Erst seit 2010 wird die slowenische Minderheit in Kärnten bei den offiziellen Feierlichkeiten des Landes mit einbezogen. Das Geschichtsnarrativ der Kärntner SlowenInnen fand in den Jahrzehnten davor kaum Berücksichtigung.
Einseitigen Interpretationen soll entgegengewirkt werden, denn die Gründe für die Wahlentscheidungen im Jahr 1920 waren vielschichtig, erläutert Eva Hartmann. 70 Prozent der Bevölkerung im Abstimmungsgebiet sprachen Slowenisch, mehr als die Hälfte der Ja-Stimmen kam von der slowenischen Volksgruppe. Für sie spielten wirtschaftliche Gründe sowie die Wahl der Staatsform – junge Republik Deutsch­österreich versus Königreich SHS – eine Rolle. Zudem wurden zum Verbleib bei „Deutschösterreich“ zusätzliche Versprechungen gemacht.
Die Untersuchung zeigt, dass LehrerInnen ihr Wissen um das historische Ereignis vor allem aus der Familie und der eigenen Schulzeit bezogen. Lange sei das Plebiszit in der LehrerInnenausbildung nicht explizit bearbeitet worden. Die PH Kärnten hat nun die Erinnerungskultur und Auseinandersetzung mit Kärntens historisch gewachsener Zweisprachigkeit in die Aus- und Fortbildung aufgenommen.
In Slowenien fehlt zum Teil das Verständnis für den Ausgang des Plebiszits in Kärnten. Karantanien wird als Wiege des Slowenentums vielfach mythologisiert und als Verlust interpretiert, der slowenische Offizier, Dichter und politische Aktivist Rudolf Maister, der dem Staat der Slowenen, Kroaten und Serben (SHS) nach dem ersten Weltkrieg das Mießtal und die Untersteiermark sicherte, gefeiert.

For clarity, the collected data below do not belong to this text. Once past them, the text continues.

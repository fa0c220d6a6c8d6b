//! Device geometry and text layout constants (all in device units)

use crate::scene::ParagraphStyle;

pub const SCREEN_WIDTH: f64 = 1404.0;
pub const SCREEN_HEIGHT: f64 = 1872.0;
pub const SCREEN_DPI: f64 = 226.0;

/// Where both page sentinels resolve to.
pub const SENTINEL_Y: f64 = 100.0;

/// Offset from the text origin to the top of the first line.
pub const TEXT_TOP_Y: f64 = -88.0;

/// Character gap still treated as one highlighted passage.
pub const HIGHLIGHT_JOIN_TOLERANCE: u32 = 2;

/// Vertical advance for one paragraph of the given style.
pub fn line_height(style: ParagraphStyle) -> f64 {
    match style {
        // Tuned against the device's lined template: 71, not 70 or 72.
        ParagraphStyle::Plain => 71.0,
        ParagraphStyle::Bullet | ParagraphStyle::Bullet2 => 35.0,
        ParagraphStyle::Bold => 70.0,
        ParagraphStyle::Heading => 150.0,
        ParagraphStyle::Checkbox | ParagraphStyle::CheckboxChecked => 35.0,
        ParagraphStyle::Other(_) => line_height(ParagraphStyle::Plain),
    }
}
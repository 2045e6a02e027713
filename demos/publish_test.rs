use serde::Serialize;
use service_bus_tools::{Message, SendOptions, ToolsPublisher};

#[derive(Serialize)]
struct TestLogged {
    service: String,
    message: String,
}

impl Message for TestLogged {
    fn message_type(&self) -> &str {
        "Tools.TestLogged"
    }
}

#[tokio::main]
async fn main() -> Result<(), Box<dyn std::error::Error>> {
    let env_path = std::env::args().nth(1).unwrap_or_else(|| ".env".to_string());

    println!("Loading settings from {}...", env_path);
    let mut publisher = ToolsPublisher::from_env_file(&env_path)?;

    println!("Publishing test messages...");

    for i in 1..=5 {
        let message = TestLogged {
            service: "test-app".to_string(),
            message: format!("Test message {}", i),
        };

        let receipt = publisher
            .send_message(&message, SendOptions::new())
            .await?;

        println!("Published message {} ({})", i, receipt.message_id);
        tokio::time::sleep(tokio::time::Duration::from_millis(500)).await;
    }

    println!("Done!");
    publisher.close().await?;
    Ok(())
}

„Es geht darum gemeinsam in die Zukunft zu blicken. Denn in einem vereinten Europa sind neue Geschichtsnarrative notwendig“, meinen die StudienautorInnen. Die Vermittlung von geschichtlichem Hintergrund sollte zu Toleranz, Friedens- und Demokratie­bildung beitragen sowie das Interesse und Verständnis für andere Sichtweisen fördern.


Gratis Download


Genau dazu sollen die Forschungsergebnisse, die nun als Buch in deutscher und slowenischer Sprache erscheinen, sowohl in Kärnten als auch Slowenien beitragen. Sie beinhalten unter anderem 33 Beispiele, wie man im schulischen Kontext Erinnerungskultur gut aufbereiten kann. Ein Drittel der Unterrichtsbeispiele beziehen sich auf den 10. Oktober, die anderen sind für die schulische Auseinandersetzung mit Erinnerungskultur einsetzbar. Das gesamte Buch gibt es im Internet auch gratis zum Herunterladen. „Die Feiertage bieten ganz neue Möglichkeiten der Grenzüberschreitung. Daher möchten wir möglichst viele Menschen erreichen, damit die Vergangenheit in Zukunft anders wird“, sagen die StudienautorInnen.